Why might anyone want to learn how to cool down using psychology? … Here in the UK, we are having our 4th official heatwave of the Summer. Summer heat can be tough to cope with if you are not used to dealing with it. When air conditioning isn’t available, many of us instinctively reach for physical cooling methods — fans, cold water, wet cloths, ice packs. Those all can work well.

Today, I’d like to share there’s a surprising and useful other tool that can also help: the brain. There is a growing body of research which shows that mental techniques — imagery, suggestion, breathing, attention and simple cognitive reframes — can change how hot we feel, alter blood flow to the skin, and in some cases shift peripheral or even core temperature measurably. You really can cool down using psychology. I thought that I’d summarise the science behind those effects and offer up some practical, step-by-step psychological tools that anyone can use when you need to cool down fast (or cope better in sustained heat). All guidance offered up here today is evidence-based and — crucially — realistic about what the mind can and cannot do.

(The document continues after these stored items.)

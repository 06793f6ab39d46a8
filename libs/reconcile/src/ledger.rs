//! In-memory record of partially completed migrations.
//!
//! A migration that created the destination application but failed later
//! leaves its source run pending, so the next cycle sees it as stuck again.
//! The ledger remembers how far each run got so the scheduler can resume
//! instead of creating a second destination application.
//!
//! Entries are process-local and expire after a fixed window.

use std::collections::BTreeMap;
use std::time::{Duration, Instant};

use crate::DEFAULT_LEDGER_TTL;

/// Last completed step of a migration.
#[derive(Debug, Clone, PartialEq, Eq)]
pub enum MigrationStage {
    /// Destination application exists but has not been triggered.
    Created { application_id: String },

    /// Destination job was triggered; the source run still needs terminating.
    Triggered { application_id: String },
}

impl MigrationStage {
    /// The destination application this migration created.
    pub fn application_id(&self) -> &str {
        match self {
            Self::Created { application_id } | Self::Triggered { application_id } => {
                application_id
            }
        }
    }
}

/// Migration progress keyed by source job-run id.
#[derive(Debug, Clone)]
pub struct MigrationLedger {
    /// How long an entry stays valid after it was recorded.
    ttl: Duration,

    /// job_run_id -> (stage, recorded_at).
    entries: BTreeMap<String, (MigrationStage, Instant)>,
}

impl MigrationLedger {
    pub fn new(ttl: Duration) -> Self {
        Self {
            ttl,
            entries: BTreeMap::new(),
        }
    }

    /// Record that `job_run_id` reached `stage`.
    pub fn record(&mut self, job_run_id: &str, stage: MigrationStage) {
        self.entries
            .insert(job_run_id.to_string(), (stage, Instant::now()));
    }

    /// The live stage recorded for `job_run_id`, if any.
    pub fn stage(&self, job_run_id: &str) -> Option<&MigrationStage> {
        let (stage, recorded_at) = self.entries.get(job_run_id)?;
        (recorded_at.elapsed() <= self.ttl).then_some(stage)
    }

    /// Forget `job_run_id` (migration finished).
    pub fn clear(&mut self, job_run_id: &str) {
        self.entries.remove(job_run_id);
    }

    /// Drop expired entries. Returns how many were removed.
    pub fn prune(&mut self) -> usize {
        let before = self.entries.len();
        let ttl = self.ttl;
        self.entries
            .retain(|_, (_, recorded_at)| recorded_at.elapsed() <= ttl);
        before - self.entries.len()
    }

    pub fn len(&self) -> usize {
        self.entries.len()
    }

    pub fn is_empty(&self) -> bool {
        self.entries.is_empty()
    }
}

impl Default for MigrationLedger {
    fn default() -> Self {
        Self::new(DEFAULT_LEDGER_TTL)
    }
}

#[cfg(test)]
mod tests {
    use super::*;

    fn created(app: &str) -> MigrationStage {
        MigrationStage::Created {
            application_id: app.to_string(),
        }
    }

    #[test]
    fn test_record_and_advance() {
        let mut ledger = MigrationLedger::new(Duration::from_secs(60));

        assert!(ledger.stage("run-1").is_none());

        ledger.record("run-1", created("app-new"));
        assert_eq!(ledger.stage("run-1"), Some(&created("app-new")));

        ledger.record(
            "run-1",
            MigrationStage::Triggered {
                application_id: "app-new".to_string(),
            },
        );
        let stage = ledger.stage("run-1").unwrap();
        assert!(matches!(stage, MigrationStage::Triggered { .. }));
        assert_eq!(stage.application_id(), "app-new");
        assert_eq!(ledger.len(), 1);

        ledger.clear("run-1");
        assert!(ledger.is_empty());
    }

    #[test]
    fn test_expired_entries_are_ignored_and_pruned() {
        let mut ledger = MigrationLedger::new(Duration::ZERO);
        ledger.record("run-1", created("app-new"));

        std::thread::sleep(Duration::from_millis(2));

        assert!(ledger.stage("run-1").is_none());
        assert_eq!(ledger.prune(), 1);
        assert!(ledger.is_empty());
    }

    #[test]
    fn test_prune_keeps_live_entries() {
        let mut ledger = MigrationLedger::default();
        ledger.record("run-1", created("a"));
        ledger.record("run-2", created("b"));

        assert_eq!(ledger.prune(), 0);
        assert_eq!(ledger.len(), 2);
    }
}
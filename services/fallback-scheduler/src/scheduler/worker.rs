//! Fallback background worker.
//!
//! Starts a reconciliation cycle on a fixed interval. Each cycle runs as its
//! own task so a slow cycle never delays the timer; a tick that lands while
//! a cycle is still executing is skipped by the reconciler's guard.

use std::sync::Arc;
use std::time::Duration;

use tokio::sync::watch;
use tokio::task::JoinSet;
use tokio::time::MissedTickBehavior;
use tracing::{debug, error, info, instrument};

use super::reconciler::{CycleOutcome, CycleTrigger, FallbackReconciler};

/// Worker that drives periodic fallback cycles.
pub struct FallbackWorker {
    reconciler: Arc<FallbackReconciler>,
    interval: Duration,
}

impl FallbackWorker {
    pub fn new(reconciler: Arc<FallbackReconciler>, interval: Duration) -> Self {
        Self {
            reconciler,
            interval,
        }
    }

    /// Run until shutdown is signaled, then wait for an in-flight cycle.
    #[instrument(skip(self, shutdown))]
    pub async fn run(&self, mut shutdown: watch::Receiver<bool>) {
        info!(
            interval_secs = self.interval.as_secs(),
            stuck_threshold_minutes = self.reconciler.settings().stuck_threshold_minutes,
            "Starting fallback worker"
        );

        let mut interval = tokio::time::interval(self.interval);
        interval.set_missed_tick_behavior(MissedTickBehavior::Delay);
        // Don't immediately tick on startup - wait for first interval
        interval.tick().await;

        let mut cycles = JoinSet::new();

        loop {
            tokio::select! {
                _ = interval.tick() => {
                    let reconciler = self.reconciler.clone();
                    cycles.spawn(async move {
                        reconciler.run_cycle(CycleTrigger::Scheduled).await
                    });
                }
                Some(result) = cycles.join_next(), if !cycles.is_empty() => {
                    log_cycle_result(result);
                }
                _ = shutdown.changed() => {
                    if *shutdown.borrow() {
                        info!("Fallback worker shutting down");
                        break;
                    }
                }
            }
        }

        while let Some(result) = cycles.join_next().await {
            log_cycle_result(result);
        }
    }
}

fn log_cycle_result(result: Result<CycleOutcome, tokio::task::JoinError>) {
    match result {
        Ok(CycleOutcome::Completed(stats)) => debug!(?stats, "Fallback cycle finished"),
        Ok(CycleOutcome::Skipped(reason)) => debug!(?reason, "Fallback cycle skipped"),
        Ok(CycleOutcome::Aborted(_)) => {}
        Err(e) if e.is_panic() => error!(error = %e, "Fallback cycle panicked"),
        Err(e) => error!(error = %e, "Fallback cycle task failed"),
    }
}
//! Job fallback scheduler.
//!
//! Periodically looks for job runs stuck in a pending state and relocates
//! them to the fallback cluster/workspace configured for their source.

use std::path::PathBuf;
use std::sync::Arc;
use std::time::Duration;

use anyhow::{Context, Result};
use clap::{Parser, Subcommand};
use fallback_scheduler::{
    config::Config, CycleOutcome, CycleTrigger, FallbackReconciler, FallbackWorker,
    HttpComputeClient, JsonFileRuleStore, ReconcilerSettings,
};
use tokio::sync::watch;
use tracing::{error, info, warn};
use tracing_subscriber::{layer::SubscriberExt, util::SubscriberInitExt, EnvFilter};

/// Relocates stuck jobs to their fallback cluster.
#[derive(Debug, Parser)]
#[command(name = "fallback-scheduler")]
#[command(author, version, about, long_about = None)]
struct Cli {
    /// Rule file to read instead of the configured one.
    #[arg(long, global = true)]
    rules_file: Option<PathBuf>,

    #[command(subcommand)]
    command: Option<Command>,
}

#[derive(Debug, Subcommand)]
enum Command {
    /// Run the periodic scheduler until interrupted (default).
    Serve,

    /// Run a single fallback cycle now and exit.
    RunOnce,

    /// Print what the next cycle would do, without changing anything.
    Preview,
}

#[tokio::main]
async fn main() -> Result<()> {
    let cli = Cli::parse();

    let mut config = Config::from_env().context("invalid configuration")?;
    if let Some(path) = cli.rules_file {
        config.rules_path = path;
    }

    // Prefer RUST_LOG, fall back to FALLBACK_LOG_LEVEL
    tracing_subscriber::registry()
        .with(EnvFilter::try_from_default_env().unwrap_or_else(|_| config.log_level.clone().into()))
        .with(tracing_subscriber::fmt::layer().json())
        .init();

    let client = HttpComputeClient::new(&config.compute).context("failed to build compute client")?;
    let reconciler = Arc::new(FallbackReconciler::new(
        ReconcilerSettings::from_config(&config.scheduler),
        config.scheduler.credential.clone(),
        Arc::new(JsonFileRuleStore::new(config.rules_path.clone())),
        Arc::new(client),
    ));

    info!(
        rules_path = ?config.rules_path,
        compute_api_url = %config.compute.api_url,
        "Configuration loaded"
    );

    match cli.command.unwrap_or(Command::Serve) {
        Command::Serve => serve(reconciler, config.scheduler.interval).await,
        Command::RunOnce => run_once(&reconciler).await,
        Command::Preview => preview(&reconciler).await,
    }
}

async fn serve(reconciler: Arc<FallbackReconciler>, interval: Duration) -> Result<()> {
    let settings = reconciler.settings();
    if !settings.enabled {
        info!("Job fallback scheduler is disabled");
    } else if reconciler.credential().is_none() {
        error!("SERVICE_API_TOKEN not configured; job fallback scheduler cannot run");
    } else {
        info!(
            stuck_threshold_minutes = settings.stuck_threshold_minutes,
            "Job fallback scheduler enabled"
        );
    }

    let (shutdown_tx, shutdown_rx) = watch::channel(false);

    let worker = FallbackWorker::new(reconciler, interval);
    let worker_handle = tokio::spawn(async move {
        worker.run(shutdown_rx).await;
    });

    tokio::signal::ctrl_c()
        .await
        .context("failed to listen for shutdown signal")?;
    info!("Received shutdown signal");

    let _ = shutdown_tx.send(true);

    // An in-flight migration is allowed to finish its current step chain.
    let shutdown_timeout = Duration::from_secs(60);
    if tokio::time::timeout(shutdown_timeout, worker_handle)
        .await
        .is_err()
    {
        warn!("Fallback worker did not shut down in time");
    }

    info!("Fallback scheduler shutdown complete");
    Ok(())
}

async fn run_once(reconciler: &FallbackReconciler) -> Result<()> {
    if reconciler.credential().is_none() {
        anyhow::bail!("SERVICE_API_TOKEN is not configured");
    }

    match reconciler.run_cycle(CycleTrigger::Manual).await {
        CycleOutcome::Completed(stats) => {
            info!(?stats, "Fallback check finished");
            Ok(())
        }
        CycleOutcome::Skipped(reason) => {
            info!(?reason, "Fallback check skipped");
            Ok(())
        }
        CycleOutcome::Aborted(e) => Err(e).context("fallback check failed"),
    }
}

async fn preview(reconciler: &FallbackReconciler) -> Result<()> {
    let report = reconciler.preview().await.context("preview failed")?;
    println!("{}", serde_json::to_string_pretty(&report)?);
    Ok(())
}
//! Deployment manifest retargeting.

use serde_json::Value;

use crate::ReconcileError;

/// Manifest key holding the deployment name.
pub const NAME_KEY: &str = "name";

/// Manifest key holding the target workspace FQN.
pub const WORKSPACE_FQN_KEY: &str = "workspace_fqn";

/// Copy `manifest` with `name` and `workspace_fqn` overridden.
///
/// This is a shallow override; every other field is kept as-is.
pub fn retarget_manifest(
    manifest: &Value,
    name: &str,
    workspace_fqn: &str,
) -> Result<Value, ReconcileError> {
    let Value::Object(fields) = manifest else {
        return Err(ReconcileError::InvalidManifest(format!(
            "expected a JSON object, got {}",
            kind(manifest)
        )));
    };

    let mut fields = fields.clone();
    fields.insert(NAME_KEY.to_string(), Value::String(name.to_string()));
    fields.insert(
        WORKSPACE_FQN_KEY.to_string(),
        Value::String(workspace_fqn.to_string()),
    );
    Ok(Value::Object(fields))
}

fn kind(value: &Value) -> &'static str {
    match value {
        Value::Null => "null",
        Value::Bool(_) => "a boolean",
        Value::Number(_) => "a number",
        Value::String(_) => "a string",
        Value::Array(_) => "an array",
        Value::Object(_) => "an object",
    }
}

“In a study of meditative practitioners, investigators found that during certain practices fingers and toes could increase in temperature by many degrees — clear evidence that the brain can change peripheral thermoregulation.”
– van Hoof J., et al. (2025)

Quick overview: what the brain controls in thermoregulation

What are the mechanisms that enable us to cool down using psychology? Your body’s temperature is regulated by the nervous system. The hypothalamus integrates sensory inputs (skin temperature, core sensors) and adjusts effectors: sweating, blood flow to the skin (vasodilation or vasoconstriction), shivering, and behaviour (seek shade, drink). Behavioural cooling (finding shade, removing layers) is the fastest and most reliable. But the brain also modulates autonomic responses — and that’s where psychology comes in. Mental states and cognitive strategies can influence:

a) Peripheral blood flow and skin temperature (hands, feet, face) — through changes in vasodilation/vasoconstriction. Several experiments show mental imagery and hypnotic suggestion can change finger temperature.

b) Perceived thermal comfort — how warm or cool you feel, even when objective temperature is unchanged. Visual cues, expectations and cognitive appraisals powerfully influence this.

c) Autonomic arousal (sympathetic/parasympathetic balance) — slower breathing and relaxation reduce sympathetic activity (which can otherwise raise skin blood flow and sweating patterns) and lower subjective heat stress.

Important caveat: psychological tools often more reliably change perception and peripheral measures than core body temperature in healthy people in hot environments. Where core temperature shifts have been reported (notably g-tummo meditation), the methods are specialised and combine breathing with imagery and years of practice; those are not quick fixes for heatwaves. Still, for everyday coping, mental techniques can make a big, practical difference to comfort and safety when used alongside physical measures.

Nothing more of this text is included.